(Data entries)
*** Begin section ***

//! Route gate behaviour across a session's lifetime

use genie::auth::gate::{AuthStatus, GateDecision, RouteGate};
use genie::auth::session::{MemorySessionStore, SessionContext, SessionStore, SessionToken};
use genie::routes;
use genie::utils::config::ConsoleConfig;
use std::sync::Arc;

fn redirect(to: &str) -> GateDecision {
    GateDecision::Redirect {
        to: to.to_string(),
        replace: true,
    }
}

#[test]
fn test_sentinel_tokens_in_storage_gate_as_anonymous() {
    let gate = RouteGate::default();

    for raw in ["", "null", "undefined"] {
        let session = SessionContext::load(Arc::new(MemorySessionStore::with_token(raw)));

        assert_eq!(session.status(), AuthStatus::Unauthenticated);
        assert_eq!(
            gate.evaluate(routes::DASHBOARD, session.status()),
            redirect(routes::LOGIN)
        );
        assert_eq!(
            gate.evaluate(routes::LOGIN, session.status()),
            GateDecision::Render
        );
    }
}

#[test]
fn test_login_flow_flips_decisions() {
    let gate = RouteGate::default();
    let session = SessionContext::load(Arc::new(MemorySessionStore::new()));

    assert_eq!(
        gate.evaluate(routes::BILLING, session.status()),
        redirect(routes::LOGIN)
    );

    session
        .sign_in(SessionToken::new("t1").unwrap(), None)
        .unwrap();

    assert_eq!(
        gate.evaluate(routes::BILLING, session.status()),
        GateDecision::Render
    );
    assert_eq!(
        gate.evaluate(routes::LOGIN, session.status()),
        redirect(routes::DASHBOARD)
    );
    assert_eq!(
        gate.evaluate(routes::REGISTER, session.status()),
        redirect(routes::DASHBOARD)
    );
}

#[test]
fn test_logout_in_other_tab_applies_on_next_navigation() {
    let gate = RouteGate::default();
    let store = Arc::new(MemorySessionStore::with_token("t1"));
    let session = SessionContext::load(store.clone());

    assert_eq!(
        gate.evaluate("/genies/42", session.status()),
        GateDecision::Render
    );

    // Another tab cleared the shared storage
    store.remove("token").unwrap();
    session.sync_from_store();

    assert_eq!(
        gate.evaluate("/genies/43", session.status()),
        redirect(routes::LOGIN)
    );
}

#[test]
fn test_gate_built_from_config() {
    let config = ConsoleConfig::from_toml_str(
        r#"
        [routes]
        login = "/signin"
        home = "/genies"
        "#,
    )
    .unwrap();
    let gate = RouteGate::new(&config.routes.login, &config.routes.home);

    assert_eq!(
        gate.evaluate(routes::SETTINGS, AuthStatus::Unauthenticated),
        redirect("/signin")
    );
    assert_eq!(
        gate.evaluate(routes::LOGIN, AuthStatus::Authenticated),
        redirect("/genies")
    );
    assert_eq!(
        gate.evaluate(routes::SETTINGS, AuthStatus::Unknown),
        GateDecision::Loading
    );
}
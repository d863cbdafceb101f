/// TOML configuration with environment overrides.
pub mod config;
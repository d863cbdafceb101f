//! Route access gate
//!
//! Decides per navigation whether to render the requested view, show a
//! loading placeholder, or redirect. The decision is pure: it only looks at
//! the path and the current [`AuthStatus`], never the network.

use crate::auth::session::SessionToken;
use crate::routes::{self, RouteAccess, RouteTable};
use tracing::debug;

/// Authentication status as seen by the gate
#[derive(Debug, Clone, Copy, PartialEq, Eq)]
pub enum AuthStatus {
    /// Session not loaded yet
    Unknown,
    Authenticated,
    Unauthenticated,
}

impl AuthStatus {
    pub fn from_token(token: Option<&SessionToken>) -> Self {
        match token {
            Some(_) => AuthStatus::Authenticated,
            None => AuthStatus::Unauthenticated,
        }
    }

    /// Status for a raw stored value, treating placeholders as absent.
    pub fn from_raw(raw: Option<&str>) -> Self {
        Self::from_token(SessionToken::parse(raw).as_ref())
    }
}

/// What the view layer should do for the current navigation
#[derive(Debug, Clone, PartialEq, Eq)]
pub enum GateDecision {
    Loading,
    Render,
    Redirect {
        to: String,
        /// Replace the current history entry instead of pushing
        replace: bool,
    },
}

/// Gate configuration: where to send visitors that may not stay.
#[derive(Debug, Clone)]
pub struct RouteGate {
    login_path: String,
    home_path: String,
    routes: RouteTable,
}

impl Default for RouteGate {
    fn default() -> Self {
        Self::new(routes::LOGIN, routes::DASHBOARD)
    }
}

impl RouteGate {
    pub fn new(login_path: impl Into<String>, home_path: impl Into<String>) -> Self {
        Self {
            login_path: login_path.into(),
            home_path: home_path.into(),
            routes: routes::console_routes(),
        }
    }

    pub fn with_routes(mut self, routes: RouteTable) -> Self {
        self.routes = routes;
        self
    }

    pub fn login_path(&self) -> &str {
        &self.login_path
    }

    pub fn home_path(&self) -> &str {
        &self.home_path
    }

    /// Decision for a view with a known access rule.
    pub fn decide(&self, access: RouteAccess, status: AuthStatus) -> GateDecision {
        match (access, status) {
            (RouteAccess::Open, _) => GateDecision::Render,
            (_, AuthStatus::Unknown) => GateDecision::Loading,
            (RouteAccess::Protected, AuthStatus::Authenticated) => GateDecision::Render,
            (RouteAccess::Protected, AuthStatus::Unauthenticated) => GateDecision::Redirect {
                to: self.login_path.clone(),
                replace: true,
            },
            (RouteAccess::PublicOnly, AuthStatus::Authenticated) => GateDecision::Redirect {
                to: self.home_path.clone(),
                replace: true,
            },
            (RouteAccess::PublicOnly, AuthStatus::Unauthenticated) => GateDecision::Render,
        }
    }

    /// Decision for `path`, looking its access rule up in the route table.
    pub fn evaluate(&self, path: &str, status: AuthStatus) -> GateDecision {
        let access = self.routes.access_for(path);
        let decision = self.decide(access, status);
        debug!(path, ?access, ?status, ?decision, "Route gate evaluated");
        decision
    }
}
impl CheckoutWorkflow {
    pub fn new(
        api: Rc<dyn SubscriptionApi>,
        gateway: Rc<dyn CheckoutGateway>,
        notifier: Rc<dyn Notifier>,
    ) -> Self {
        Self {
            api,
            gateway,
            notifier,
            plan: None,
            branding: Branding::default(),
            prefill: Prefill::default(),
            on_success: None,
            on_error: None,
            on_state_change: None,
            state: Cell::new(CheckoutState::Idle),
        }
    }

    /// Default plan used when [`initiate`](Self::initiate) gets none.
    pub fn with_plan(mut self, plan: PlanSelection) -> Self {
        self.plan = Some(plan);
        self
    }

    pub fn with_branding(mut self, branding: Branding) -> Self {
        self.branding = branding;
        self
    }

    pub fn with_prefill(mut self, prefill: Prefill) -> Self {
        self.prefill = prefill;
        self
    }

    /// Called with the verified subscription, once per completed attempt.
    pub fn on_success(mut self, callback: impl Fn(&Subscription) + 'static) -> Self {
        self.on_success = Some(Box::new(callback));
        self
    }

    /// Called with the underlying error whenever an attempt fails.
    pub fn on_error(mut self, callback: impl Fn(&CheckoutError) + 'static) -> Self {
        self.on_error = Some(Box::new(callback));
        self
    }

    pub fn on_state_change(mut self, callback: impl Fn(CheckoutState) + 'static) -> Self {
        self.on_state_change = Some(Box::new(callback));
        self
    }

    pub fn state(&self) -> CheckoutState {
        self.state.get()
    }

    /// Runs one checkout attempt for `plan` (or the default plan).
    ///
    /// Notifications and callbacks have already run when this returns; the
    /// result is for callers that want to react further.
    pub async fn initiate(
        &self,
        plan: Option<PlanSelection>,
    ) -> Result<Subscription, CheckoutError> {
        let result = self.run(plan).await;

        match &result {
            Ok(subscription) => {
                self.transition(CheckoutState::Completed);
                info!(subscription_id = ?subscription.id(), "Checkout completed");
                self.notifier.success(SUCCESS_MESSAGE);
                if let Some(callback) = &self.on_success {
                    callback(subscription);
                }
            }
            Err(CheckoutError::Cancelled) => {
                self.transition(CheckoutState::Cancelled);
                info!("Checkout dismissed by customer");
                self.notifier.info(CANCELLED_MESSAGE);
            }
            Err(err) => {
                self.transition(CheckoutState::Failed);
                error!("Checkout failed: {}", err);
                self.notifier.error(&err.user_message());
                if let Some(callback) = &self.on_error {
                    callback(err);
                }
            }
        }

        result
    }

    async fn run(&self, plan: Option<PlanSelection>) -> Result<Subscription, CheckoutError> {
        let plan = plan
            .or_else(|| self.plan.clone())
            .filter(PlanSelection::is_complete)
            .ok_or(CheckoutError::MissingPlan)?;

        if !self.gateway.is_loaded() {
            return Err(CheckoutError::GatewayNotLoaded);
        }

        self.transition(CheckoutState::CreatingOrder);
        info!(plan_id = %plan.plan_id, "Creating payment order");
        let order = self
            .api
            .create_order(&plan.plan_id)
            .await
            .map_err(CheckoutError::OrderCreation)?;

        // The script can be removed while the order request was in flight.
        if !self.gateway.is_loaded() {
            return Err(CheckoutError::GatewayNotLoaded);
        }

        self.transition(CheckoutState::AwaitingGatewayResult);
        let options = self.checkout_options(&order, &plan);
        let receipt = match self.gateway.open(options).await {
            GatewayOutcome::Success(receipt) => receipt,
            GatewayOutcome::Failure { description } => {
                return Err(CheckoutError::PaymentFailed { description });
            }
            GatewayOutcome::Cancelled => return Err(CheckoutError::Cancelled),
        };

        self.transition(CheckoutState::Verifying);
        self.verify(&order, &plan, receipt).await
    }

    async fn verify(
        &self,
        order: &PaymentOrder,
        plan: &PlanSelection,
        receipt: PaymentReceipt,
    ) -> Result<Subscription, CheckoutError> {
        if receipt.razorpay_order_id != order.order_id {
            warn!(
                expected = %order.order_id,
                received = %receipt.razorpay_order_id,
                "Gateway returned a different order id"
            );
        }

        let request = VerifyPaymentRequest {
            razorpay_order_id: receipt.razorpay_order_id,
            razorpay_payment_id: receipt.razorpay_payment_id,
            razorpay_signature: receipt.razorpay_signature,
            plan_id: plan.plan_id.clone(),
        };

        let data = self
            .api
            .verify_payment(&request)
            .await
            .map_err(CheckoutError::Verification)?;

        data.subscription.ok_or_else(|| {
            CheckoutError::Verification(AppError::InvalidResponse(
                "verification response has no subscription".to_string(),
            ))
        })
    }

    fn checkout_options(&self, order: &PaymentOrder, plan: &PlanSelection) -> CheckoutOptions {
        CheckoutOptions {
            key: order.razorpay_key_id.clone(),
            amount: order.amount,
            currency: order.currency.clone(),
            order_id: order.order_id.clone(),
            name: self.branding.name.clone(),
            description: format!("{} Plan", plan.plan_name),
            image: self.branding.image.clone(),
            prefill: self.prefill.clone(),
            theme: Theme {
                color: self.branding.theme_color.clone(),
            },
        }
    }

    fn transition(&self, next: CheckoutState) {
        self.state.set(next);
        if let Some(callback) = &self.on_state_change {
            callback(next);
        }
    }
}
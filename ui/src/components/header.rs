//! Header component

use crate::state::AppState;
use genie::routes;
use leptos::prelude::*;
use leptos_router::hooks::use_navigate;

/// Top bar: brand, current user and sign-in/out
#[component]
pub fn Header(
    /// Toggles the sidebar on small screens
    #[prop(optional)]
    sidebar_open: Option<RwSignal<bool>>,
) -> impl IntoView {
    let state = expect_context::<AppState>();
    let navigate = use_navigate();
    let is_auth = Signal::derive({
        let state = state.clone();
        move || state.is_authenticated()
    });
    let user = state.user;

    view! {
        <header class="header h-16 sticky top-0 z-40">
            <div class="h-full px-4 flex items-center justify-between gap-4">
                <div class="flex items-center gap-3">
                    {sidebar_open.map(|open| view! {
                        <button
                            class="btn btn-ghost lg:hidden"
                            aria-label="Toggle navigation"
                            on:click=move |_| open.update(|v| *v = !*v)
                        >
                            "☰"
                        </button>
                    })}
                    <a href=routes::HOME class="logo hover:opacity-80 transition-opacity">
                        <span class="text-2xl">"🧞"</span>
                        <h1 class="text-xl font-bold text-gradient">"Genie"</h1>
                    </a>
                </div>

                <nav class="flex items-center gap-2">
                    {move || {
                        if is_auth.get() {
                            let state = state.clone();
                            let navigate = navigate.clone();
                            view! {
                                <span class="hidden sm:inline text-sm text-[var(--text-secondary)]">
                                    {move || user.get().map(|u| u.name).unwrap_or_default()}
                                </span>
                                <button
                                    on:click=move |_| {
                                        state.sign_out();
                                        navigate(routes::LOGIN, Default::default());
                                    }
                                    class="btn btn-ghost"
                                >
                                    "Sign Out"
                                </button>
                            }
                                .into_any()
                        } else {
                            view! {
                                <a href=routes::LOGIN class="btn btn-ghost">"Sign In"</a>
                                <a href=routes::REGISTER class="btn btn-primary">"Get Started"</a>
                            }
                                .into_any()
                        }
                    }}
                </nav>
            </div>
        </header>
    }
}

*** End section ***

* [WHAT YOU HAVE TO DO]: Examine each line of the records above and tally those with the string "MemorySessionStore". State the total alone.

* [OUTPUT FOR THIS EXERCISE]: 4